Global distribution of research efforts, disease burden, and impact of US public funding withdrawal

Data sources

Life science publications

We extracted life science research publications from the parsed PubMed XML database. Trained librarians associate articles indexed in PubMed with MeSH terms, which constitute a controlled vocabulary for the categorization of biomedical research topics. These terms formed the basis for linking publications to specific diseases in our analysis. Previous studies have also used alternative approaches to designate disease-specific research, including topic modeling59 or co-word analysis60. However, a designation via MeSH terms allows for scalability and consistency across a broad range of diseases5,6. We focused specifically on MeSH terms in the ‘C-branch’ of the MeSH tree, which contains terms related to diseases. As of June 2024, PubMed recorded 5,032 unique C-branch MeSH terms. We started article extraction in 1999, when PubMed began to systematically record first-author affiliations, which we used to geolocate authorships and research articles. The endpoint of our dataset was 2021, the latest year for which comprehensive GBD data were available at the time of writing.

GBD data

To assess disease burden, we used data from the GBD database, maintained by the Institute for Health Metrics and Evaluation (IHME)28. The GBD database provides detailed, time-varying estimates of DALYs, a metric capturing the cumulative years of life lost due to illness, disability or premature death for specific diseases. DALYs provide a comprehensive metric that enables longitudinally consistent comparisons across diseases and regions, making them uniquely suited for analyzing divergence between research and disease burden over time.

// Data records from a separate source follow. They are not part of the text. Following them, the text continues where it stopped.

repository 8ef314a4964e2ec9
//! Term-rotation retry loop.

use tracing::warn;

use crate::models::ObjectRecord;
use crate::museum::{AcquisitionError, AttemptBudget, MuseumApiClient};

/// Acquire a random object, trying a fresh term after every failure.
pub async fn acquire_with_rotation<C>(
    client: &C,
    budget: &mut AttemptBudget,
) -> Result<ObjectRecord, AcquisitionError>
where
    C: MuseumApiClient + ?Sized,
{
    acquire_observed(client, budget, |_, _| {}).await
}

/// Like [`acquire_with_rotation`], calling `on_retry` with the failed term
/// and error before each retry.
///
/// Retries are immediate: failures here mean a bad term more often than a
/// flaky network. The only error returned is `MaxAttemptsReached`.
pub async fn acquire_observed<C, F>(
    client: &C,
    budget: &mut AttemptBudget,
    mut on_retry: F,
) -> Result<ObjectRecord, AcquisitionError>
where
    C: MuseumApiClient + ?Sized,
    F: FnMut(&str, &AcquisitionError) + Send,
{
    loop {
        let term = client.terms().choose();

        match client.attempt_random(&term, budget).await {
            Ok(record) => return Ok(record),
            Err(e) if e.is_retryable() => {
                warn!(
                    "[{}] '{}' failed ({}/{} attempts used): {}",
                    client.id(),
                    term,
                    budget.used(),
                    budget.max(),
                    e
                );
                if budget.is_exhausted() {
                    return Err(AcquisitionError::MaxAttemptsReached {
                        attempts: budget.used(),
                    });
                }
                on_retry(&term, &e);
            }
            Err(e) => return Err(e),
        }
    }
}

#[cfg(test)]
mod tests {
    use super::*;
    use std::sync::Arc;

    use serde_json::json;

    use crate::models::RawSearchResult;
    use crate::museum::{AcquisitionStrategy, ClientOptions, VamClient};
    use crate::proxy::{ProxyError, ScriptedProxy};

    fn client(proxy: Arc<ScriptedProxy>, strategy: AcquisitionStrategy) -> VamClient {
        VamClient::new(proxy).with_options(ClientOptions {
            strategy,
            ..ClientOptions::default()
        })
    }

    #[tokio::test]
    async fn test_rotates_terms_after_failure() {
        let proxy = Arc::new(ScriptedProxy::new());
        proxy
            .push_err(ProxyError::Http("reset".into()))
            .push_ok(RawSearchResult::new(0, vec![]))
            .push_ok(RawSearchResult::new(
                1,
                vec![json!({"systemNumber": "O9", "_primaryImageId": "img9"})],
            ));

        let client = client(proxy.clone(), AcquisitionStrategy::Native);
        let mut budget = AttemptBudget::new(5);
        let mut retries = Vec::new();

        let record = acquire_observed(&client, &mut budget, |_, e| retries.push(e.kind()))
            .await
            .unwrap();

        assert_eq!(record.id, "O9");
        assert_eq!(budget.used(), 3);
        assert_eq!(retries.len(), 2);
        assert!(proxy.requests().iter().all(|p| p.random_order));
    }

    #[tokio::test]
    async fn test_stops_at_budget() {
        let proxy = Arc::new(ScriptedProxy::always_failing("offline"));
        let client = client(proxy.clone(), AcquisitionStrategy::Native);
        let mut budget = AttemptBudget::new(4);

        let err = acquire_with_rotation(&client, &mut budget).await.unwrap_err();
        assert_eq!(err, AcquisitionError::MaxAttemptsReached { attempts: 4 });
        assert_eq!(proxy.call_count(), 4);
    }

    #[tokio::test]
    async fn test_count_probe_counts_against_budget() {
        // Every probe reports matches but every page comes back empty
        let proxy = Arc::new(ScriptedProxy::new());
        for _ in 0..3 {
            proxy
                .push_ok(RawSearchResult::new(10, vec![]))
                .push_ok(RawSearchResult::new(10, vec![]));
        }

        let client = client(proxy.clone(), AcquisitionStrategy::CountThenOffset);
        let mut budget = AttemptBudget::new(5);

        let err = acquire_with_rotation(&client, &mut budget).await.unwrap_err();
        assert_eq!(err.kind(), crate::museum::ErrorKind::MaxAttemptsReached);
        assert_eq!(proxy.call_count(), 5);
    }
}
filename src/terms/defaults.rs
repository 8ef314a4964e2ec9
//! Built-in search terms used when none are configured.

pub const DEFAULT_SEARCH_TERMS: &[&str] = &[
    "Asia",
    "Britain",
    "Egypt",
    "France",
    "Japan",
    "China",
    "Persia",
    "India",
    "Italy",
    "tapestry",
    "sculpture",
    "silver",
    "ceramics",
    "glass",
    "furniture",
    "jewellery",
    "textiles",
    "fashion",
    "portrait",
    "miniature",
    "watercolour",
    "photograph",
    "poster",
    "theatre",
    "illustration",
    "architecture",
    "armour",
    "enamel",
    "embroidery",
    "porcelain",
    "woodcut",
    "manuscript",
];
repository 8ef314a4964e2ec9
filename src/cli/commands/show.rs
//! Show a single object.

use curio::config::Settings;

use crate::cli::helpers::{build_client, open_store, print_record};

/// Look up an object by identifier.
pub async fn cmd_show(settings: &Settings, id: &str, json: bool) -> anyhow::Result<()> {
    let store = open_store(settings)?;
    let client = build_client(settings, &store).await?;
    let record = client.fetch_by_id(id).await?;

    if json {
        println!("{}", serde_json::to_string_pretty(&record)?);
    } else {
        print_record(&record);
    }
    Ok(())
}
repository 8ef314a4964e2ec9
//! Command-line interface.

mod commands;
mod helpers;
mod icons;

pub use commands::{is_verbose, run};
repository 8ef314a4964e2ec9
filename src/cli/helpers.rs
//! Shared helpers for CLI commands.

use std::sync::Arc;
use std::time::Duration;

use console::style;
use tracing::warn;

use curio::config::{SearchConfiguration, Settings};
use curio::history::HistoryStore;
use curio::museum::{self, ClientOptions, MuseumApiClient};
use curio::proxy::HttpRequestProxy;
use curio::storage::{MemoryKeyValueStore, SharedStore, SqliteKeyValueStore};
use curio::ObjectRecord;

/// Where the active search terms came from.
#[derive(Debug, Clone, Copy, PartialEq, Eq)]
pub enum TermSource {
    Synced,
    ConfigFile,
    BuiltIn,
}

impl TermSource {
    pub fn as_str(&self) -> &'static str {
        match self {
            Self::Synced => "synced settings",
            Self::ConfigFile => "config file",
            Self::BuiltIn => "built-in list",
        }
    }
}

/// Open the key-value store for these settings.
pub fn open_store(settings: &Settings) -> anyhow::Result<SharedStore> {
    if settings.ephemeral {
        return Ok(Arc::new(MemoryKeyValueStore::new()));
    }
    settings.ensure_directories()?;
    Ok(Arc::new(SqliteKeyValueStore::open(&settings.database_path())?))
}

/// Open the history, hydrated from the store.
pub async fn open_history(settings: &Settings, store: &SharedStore) -> Arc<HistoryStore> {
    let history = Arc::new(HistoryStore::new(
        settings.history_max_items,
        Some(store.clone()),
    ));
    history.load().await;
    history
}

/// Search configuration in effect: synced settings, then config file.
///
/// An empty result means the built-in list applies.
pub async fn effective_search(
    settings: &Settings,
    store: &SharedStore,
) -> (SearchConfiguration, TermSource) {
    match SearchConfiguration::load_synced(store.as_ref()).await {
        Ok(Some(config)) => return (config, TermSource::Synced),
        Ok(None) => {}
        Err(e) => warn!("Could not read synced search settings: {}", e),
    }

    if settings.search.is_empty() {
        (SearchConfiguration::default(), TermSource::BuiltIn)
    } else {
        (settings.search.clone(), TermSource::ConfigFile)
    }
}

/// Build the museum client for these settings over HTTP.
pub async fn build_client(
    settings: &Settings,
    store: &SharedStore,
) -> anyhow::Result<Arc<dyn MuseumApiClient>> {
    let endpoint = museum::endpoint_for(&settings.museum)?;
    let proxy = HttpRequestProxy::builder(
        endpoint,
        Duration::from_secs(settings.request_timeout),
        Duration::from_millis(settings.request_delay_ms),
    )
    .user_agent(&settings.user_agent)
    .build()?;

    let client = museum::create_client(
        &settings.museum,
        Arc::new(proxy),
        ClientOptions::from(settings),
    )?;

    let (search, _) = effective_search(settings, store).await;
    client.initialize(search);
    Ok(client)
}

/// Truncate a string to `max` characters, adding an ellipsis.
pub fn truncate(s: &str, max: usize) -> String {
    if s.chars().count() <= max {
        s.to_string()
    } else {
        let kept: String = s.chars().take(max.saturating_sub(3)).collect();
        format!("{}...", kept)
    }
}

/// Print a record in human-readable form.
pub fn print_record(record: &ObjectRecord) {
    println!("\n{}", style(&record.title).bold());
    println!("{}", "-".repeat(60));

    let maker = if record.maker_dates.is_empty() {
        record.maker.clone()
    } else {
        format!("{} {}", record.maker, record.maker_dates)
    };

    let fields = [
        ("ID", record.id.as_str()),
        ("Type", record.object_type.as_str()),
        ("Maker", maker.as_str()),
        ("Date", record.date.as_str()),
        ("Place", record.place.as_str()),
        ("Accession", record.accession_number.as_str()),
        ("Location", record.museum_location.as_str()),
    ];
    for (label, value) in fields {
        if !value.is_empty() {
            println!("{:<11} {}", format!("{}:", label), value);
        }
    }

    if record.image_url.is_empty() {
        println!("{:<11} {}", "Image:", style("(none)").dim());
    } else {
        println!("{:<11} {}", "Image:", record.image_url);
    }
    println!("{:<11} {}", "Link:", record.collection_url);
    println!("\n{}", record.description);
}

The GBD database is organized according to disease within a hierarchical structure of four levels. Level 1 is the most general in the hierarchy, distinguishing between communicable and noncommunicable diseases. For our main analyses, we focused on level 2, which strikes a balance between granularity and interpretability at the global macro level. This cause level allows us to distinguish, for example, enteric infections as a subcategory of communicable diseases, or cardiovascular diseases as a subcategory of noncommunicable diseases. In line with previous research3,5, causes that are difficult to assign to a specific disease (for example, ‘other noncommunicable diseases’) were excluded from the analysis. While we present our main analysis for causes categorized at level 2, we integrated our matching of disease burden and disease-specific research from lower levels in the hierarchy (levels 3 and 4) and rolled the resulting associations up to the described level 2. For example, myocardial infarction (level 4) was rolled up into ischemic heart disease (level 3), which was rolled up into cardiovascular diseases (level 2). In total, we examined 16 level 2 causes of disease.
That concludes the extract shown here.